Группа растерянно стоит на лестнице. Неприятный сюрприз. Разве не во всех музеях выходной понедельник? А этот не работает по средам. Почему? Кто посмел нарушить извечный порядок? Начинает идти мокрый снег, оседает тончайшей бижутерией на мехах венок, покрывает черные фетровые шляпы венцев. Белые собачки переминаются с ноги на ногу.

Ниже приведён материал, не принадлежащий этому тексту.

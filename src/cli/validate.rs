use super::{services, GlobalOptions};
use scabbard::compiler::Compiler;
use scabbard::core::ScabbardResult;
use std::path::Path;

pub fn run(input: &Path, options: &GlobalOptions) -> ScabbardResult<()> {
    let compiler = Compiler::new(services(input, options, None)?);
    let context = compiler.analyze()?;

    println!("Validating {} component(s)...", context.components.len());
    if let Err(e) = compiler.validate(&context) {
        println!("❌ Validation failed");
        for error in compiler.services().reporter.errors() {
            println!("  ❌ {}", error);
        }
        return Err(e);
    }

    println!("✓ Object graph is valid");
    Ok(())
}
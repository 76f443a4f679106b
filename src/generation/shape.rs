//! Declarative class descriptions handed to the code emitter

use crate::metadata::{Annotation, Modifier, CONSTRUCTOR_NAME};
use scabbard_core::types::{ClassName, Primitive, Type};
use serde::Serialize;

/// Static initializer method name
pub const STATIC_INITIALIZER_NAME: &str = "<clinit>";

#[derive(Debug, Clone, PartialEq, Eq, Serialize)]
pub struct FieldShape {
    pub name: String,
    #[serde(rename = "type")]
    pub field_type: Type,
    pub modifiers: Vec<Modifier>,
}

impl FieldShape {
    pub fn new(name: impl Into<String>, field_type: Type, modifiers: Vec<Modifier>) -> Self {
        Self {
            name: name.into(),
            field_type,
            modifiers,
        }
    }
}

/// One emitted instruction
#[derive(Debug, Clone, PartialEq, Eq, Serialize)]
#[serde(tag = "op", rename_all = "snake_case")]
pub enum Operation {
    LoadThis,
    LoadArgument {
        index: usize,
    },
    LoadLocal {
        index: usize,
    },
    StoreLocal {
        index: usize,
    },
    GetField {
        owner: ClassName,
        name: String,
        #[serde(rename = "type")]
        field_type: Type,
    },
    PutField {
        owner: ClassName,
        name: String,
        #[serde(rename = "type")]
        field_type: Type,
    },
    GetStatic {
        owner: ClassName,
        name: String,
        #[serde(rename = "type")]
        field_type: Type,
    },
    PutStatic {
        owner: ClassName,
        name: String,
        #[serde(rename = "type")]
        field_type: Type,
    },
    New {
        class: ClassName,
    },
    Dup,
    Pop,
    /// `invokespecial <init>` on `owner`
    InvokeConstructor {
        owner: ClassName,
        parameters: Vec<Type>,
    },
    InvokeVirtual {
        owner: ClassName,
        name: String,
        parameters: Vec<Type>,
        return_type: Type,
    },
    InvokeInterface {
        owner: ClassName,
        name: String,
        parameters: Vec<Type>,
        return_type: Type,
    },
    InvokeStatic {
        owner: ClassName,
        name: String,
        parameters: Vec<Type>,
        return_type: Type,
    },
    /// Class literal
    PushType {
        value: Type,
    },
    PushString {
        value: String,
    },
    PushInt {
        value: i64,
    },
    PushNull,
    /// Materialized annotation instance
    PushAnnotation {
        annotation: Annotation,
    },
    CheckCast {
        target: Type,
    },
    Unbox {
        primitive: Primitive,
    },
    Return,
    ReturnValue,
}

#[derive(Debug, Clone, PartialEq, Eq, Serialize)]
pub struct MethodShape {
    pub name: String,
    pub parameters: Vec<Type>,
    pub return_type: Type,
    pub modifiers: Vec<Modifier>,
    pub body: Vec<Operation>,
}

impl MethodShape {
    pub fn new(name: impl Into<String>, parameters: Vec<Type>, return_type: Type) -> Self {
        Self {
            name: name.into(),
            parameters,
            return_type,
            modifiers: vec![Modifier::Public],
            body: Vec::new(),
        }
    }

    pub fn constructor(parameters: Vec<Type>) -> Self {
        Self::new(CONSTRUCTOR_NAME, parameters, Type::void())
    }

    pub fn static_initializer() -> Self {
        let mut shape = Self::new(STATIC_INITIALIZER_NAME, Vec::new(), Type::void());
        shape.modifiers = vec![Modifier::Static];
        shape
    }

    pub fn with_modifiers(mut self, modifiers: Vec<Modifier>) -> Self {
        self.modifiers = modifiers;
        self
    }

    pub fn push(&mut self, operation: Operation) -> &mut Self {
        self.body.push(operation);
        self
    }
}

#[derive(Debug, Clone, PartialEq, Eq, Serialize)]
pub struct ClassShape {
    pub name: ClassName,
    pub modifiers: Vec<Modifier>,
    pub superclass: ClassName,
    pub interfaces: Vec<ClassName>,
    pub fields: Vec<FieldShape>,
    pub constructor: Option<MethodShape>,
    #[serde(skip_serializing_if = "Option::is_none")]
    pub static_initializer: Option<MethodShape>,
    pub methods: Vec<MethodShape>,
}

impl ClassShape {
    pub fn new(name: ClassName, superclass: ClassName) -> Self {
        Self {
            name,
            modifiers: vec![Modifier::Public, Modifier::Final],
            superclass,
            interfaces: Vec::new(),
            fields: Vec::new(),
            constructor: None,
            static_initializer: None,
            methods: Vec::new(),
        }
    }

    pub fn find_method(&self, name: &str) -> Option<&MethodShape> {
        self.methods.iter().find(|m| m.name == name)
    }

    pub fn find_field(&self, name: &str) -> Option<&FieldShape> {
        self.fields.iter().find(|f| f.name == name)
    }
}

Туристы отправляются в кафе и рассаживаются за столиками. Кафе напоминает большую застекленную веранду. Подают кофе и, разумеется, торт «Захер». В этот момент к ним подходит пожилой человек, небольшого роста, седой, сгорбленный, в белой сетчатой шляпе. Он взволнован. Спрашивает, не видели ли они его жену. Объясняет, что она только что была здесь и пропала. «Помогите мне ее найти, — просит старик. — Такая красивая статная блондинка». На глазах у него слезы, подбородок по-детски дрожит. Ида встает и окидывает взглядом немногочисленных посетителей. Расспрашивает, как выглядела женщина, но старик снова повторяет те же приметы: блондинка, красивая, в синем пальто. Ида обращается еще к двум мужчинам за соседним столиком. На ходу ищет глазами синее пятно. Может, жена пошла в туалет? Нет, нет, там он уже проверял, просто исчезла. «Никто мне не может помочь», — жалуется старик. Несколько встревоженных экскурсантов отправляются на поиски пожилой дамы. Ида с тревогой смотрит на людную улицу, просторы парка, пруды. Старушка могла заблудиться, думает она. Может, ей стало нехорошо. «Где вы видели супругу в последний раз?» Мужчина указывает рукой на соседний столик. «Когда это было?» — «Да полчаса назад, не больше», — говорит он, и две крупные слезы, выкатившись из глаз, прячутся в сухих морщинах. Ида выходит на оживленную улицу и направляется к расположенному напротив парку, следом за ней еще две женщины, польки. Она спрашивает проходящую пару с коляской, не встретилась ли им пожилая дама в синем пальто. Те удивленно качают головой. Потом мальчика на велосипеде. Он тоже ничего не может сказать. Ида перебегает через дорогу, без пальто и шапки, чувствуя на лице холодные, мокрые прикосновения снежных хлопьев. Заглядывает в пустые аллейки, слышит, как хрустит под ногами гравий. Нерешительно проходит десяток-другой метров, все больше отчаиваясь, потом, передумав, возвращается — надо позвонить в полицию.